# [Your task]
The expected output is the data below, restated word for word.

Extracted records:
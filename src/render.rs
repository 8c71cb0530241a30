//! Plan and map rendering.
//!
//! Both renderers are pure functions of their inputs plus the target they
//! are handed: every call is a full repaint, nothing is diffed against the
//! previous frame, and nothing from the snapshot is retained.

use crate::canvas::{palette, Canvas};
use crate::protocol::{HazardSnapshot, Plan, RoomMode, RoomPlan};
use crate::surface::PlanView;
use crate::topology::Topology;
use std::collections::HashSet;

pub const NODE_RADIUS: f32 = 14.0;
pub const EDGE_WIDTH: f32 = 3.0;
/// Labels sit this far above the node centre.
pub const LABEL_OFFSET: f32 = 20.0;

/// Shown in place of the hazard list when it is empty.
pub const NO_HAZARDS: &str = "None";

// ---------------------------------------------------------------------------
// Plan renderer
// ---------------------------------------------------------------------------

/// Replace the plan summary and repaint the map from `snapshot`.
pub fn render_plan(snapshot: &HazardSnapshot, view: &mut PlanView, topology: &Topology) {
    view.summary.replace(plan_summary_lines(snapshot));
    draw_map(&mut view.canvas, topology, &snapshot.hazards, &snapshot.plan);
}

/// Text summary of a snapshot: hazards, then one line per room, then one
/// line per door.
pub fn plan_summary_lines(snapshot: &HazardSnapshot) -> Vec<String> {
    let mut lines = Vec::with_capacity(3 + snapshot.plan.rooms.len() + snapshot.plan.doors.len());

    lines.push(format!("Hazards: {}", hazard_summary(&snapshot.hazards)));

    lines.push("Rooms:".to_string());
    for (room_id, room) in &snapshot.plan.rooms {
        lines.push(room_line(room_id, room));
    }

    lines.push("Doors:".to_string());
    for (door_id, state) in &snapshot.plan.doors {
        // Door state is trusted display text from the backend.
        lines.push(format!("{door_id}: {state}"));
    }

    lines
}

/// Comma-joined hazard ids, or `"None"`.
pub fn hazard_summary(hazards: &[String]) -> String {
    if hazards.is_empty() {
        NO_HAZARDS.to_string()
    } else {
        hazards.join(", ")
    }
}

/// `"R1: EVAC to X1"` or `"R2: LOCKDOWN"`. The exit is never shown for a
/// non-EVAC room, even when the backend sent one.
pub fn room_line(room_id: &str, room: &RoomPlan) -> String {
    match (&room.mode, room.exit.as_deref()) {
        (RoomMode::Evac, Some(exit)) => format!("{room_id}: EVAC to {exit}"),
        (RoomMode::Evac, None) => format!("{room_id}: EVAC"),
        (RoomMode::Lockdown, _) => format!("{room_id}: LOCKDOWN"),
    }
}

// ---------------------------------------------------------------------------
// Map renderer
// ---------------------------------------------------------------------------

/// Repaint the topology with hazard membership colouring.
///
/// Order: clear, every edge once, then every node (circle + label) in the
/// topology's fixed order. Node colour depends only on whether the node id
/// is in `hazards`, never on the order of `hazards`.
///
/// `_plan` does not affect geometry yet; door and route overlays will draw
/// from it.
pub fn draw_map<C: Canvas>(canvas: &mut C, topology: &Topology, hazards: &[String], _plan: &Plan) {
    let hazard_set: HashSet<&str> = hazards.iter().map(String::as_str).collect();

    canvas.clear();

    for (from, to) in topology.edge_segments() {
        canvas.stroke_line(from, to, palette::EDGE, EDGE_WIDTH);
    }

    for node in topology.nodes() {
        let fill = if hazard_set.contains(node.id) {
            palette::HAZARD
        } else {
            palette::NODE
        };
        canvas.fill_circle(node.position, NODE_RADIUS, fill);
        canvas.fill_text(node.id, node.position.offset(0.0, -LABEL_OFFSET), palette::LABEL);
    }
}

# [Answer below]
filename src/render.rs
repository 8c71cb0530241a30
//! Plan and map rendering.
//!
//! Both renderers are pure functions of their inputs plus the target they
//! are handed: every call is a full repaint, nothing is diffed against the
//! previous frame, and nothing from the snapshot is retained.

use crate::canvas::{palette, Canvas};
use crate::protocol::{HazardSnapshot, Plan, RoomMode, RoomPlan};
use crate::surface::PlanView;
use crate::topology::Topology;
use std::collections::HashSet;

pub const NODE_RADIUS: f32 = 14.0;
pub const EDGE_WIDTH: f32 = 3.0;
/// Labels sit this far above the node centre.
pub const LABEL_OFFSET: f32 = 20.0;

/// Shown in place of the hazard list when it is empty.
pub const NO_HAZARDS: &str = "None";

// ---------------------------------------------------------------------------
// Plan renderer
// ---------------------------------------------------------------------------

/// Replace the plan summary and repaint the map from `snapshot`.
pub fn render_plan(snapshot: &HazardSnapshot, view: &mut PlanView, topology: &Topology) {
    view.summary.replace(plan_summary_lines(snapshot));
    draw_map(&mut view.canvas, topology, &snapshot.hazards, &snapshot.plan);
}

/// Text summary of a snapshot: hazards, then one line per room, then one
/// line per door.
pub fn plan_summary_lines(snapshot: &HazardSnapshot) -> Vec<String> {
    let mut lines = Vec::with_capacity(3 + snapshot.plan.rooms.len() + snapshot.plan.doors.len());

    lines.push(format!("Hazards: {}", hazard_summary(&snapshot.hazards)));

    lines.push("Rooms:".to_string());
    for (room_id, room) in &snapshot.plan.rooms {
        lines.push(room_line(room_id, room));
    }

    lines.push("Doors:".to_string());
    for (door_id, state) in &snapshot.plan.doors {
        // Door state is trusted display text from the backend.
        lines.push(format!("{door_id}: {state}"));
    }

    lines
}

/// Comma-joined hazard ids, or `"None"`.
pub fn hazard_summary(hazards: &[String]) -> String {
    if hazards.is_empty() {
        NO_HAZARDS.to_string()
    } else {
        hazards.join(", ")
    }
}

/// `"R1: EVAC to X1"` or `"R2: LOCKDOWN"`. The exit is never shown for a
/// non-EVAC room, even when the backend sent one.
pub fn room_line(room_id: &str, room: &RoomPlan) -> String {
    match (&room.mode, room.exit.as_deref()) {
        (RoomMode::Evac, Some(exit)) => format!("{room_id}: EVAC to {exit}"),
        (RoomMode::Evac, None) => format!("{room_id}: EVAC"),
        (RoomMode::Lockdown, _) => format!("{room_id}: LOCKDOWN"),
    }
}

// ---------------------------------------------------------------------------
// Map renderer
// ---------------------------------------------------------------------------

/// Repaint the topology with hazard membership colouring.
///
/// Order: clear, every edge once, then every node (circle + label) in the
/// topology's fixed order. Node colour depends only on whether the node id
/// is in `hazards`, never on the order of `hazards`.
///
/// `_plan` does not affect geometry yet; door and route overlays will draw
/// from it.
pub fn draw_map<C: Canvas>(canvas: &mut C, topology: &Topology, hazards: &[String], _plan: &Plan) {
    let hazard_set: HashSet<&str> = hazards.iter().map(String::as_str).collect();

    canvas.clear();

    for (from, to) in topology.edge_segments() {
        canvas.stroke_line(from, to, palette::EDGE, EDGE_WIDTH);
    }

    for node in topology.nodes() {
        let fill = if hazard_set.contains(node.id) {
            palette::HAZARD
        } else {
            palette::NODE
        };
        canvas.fill_circle(node.position, NODE_RADIUS, fill);
        canvas.fill_text(node.id, node.position.offset(0.0, -LABEL_OFFSET), palette::LABEL);
    }
}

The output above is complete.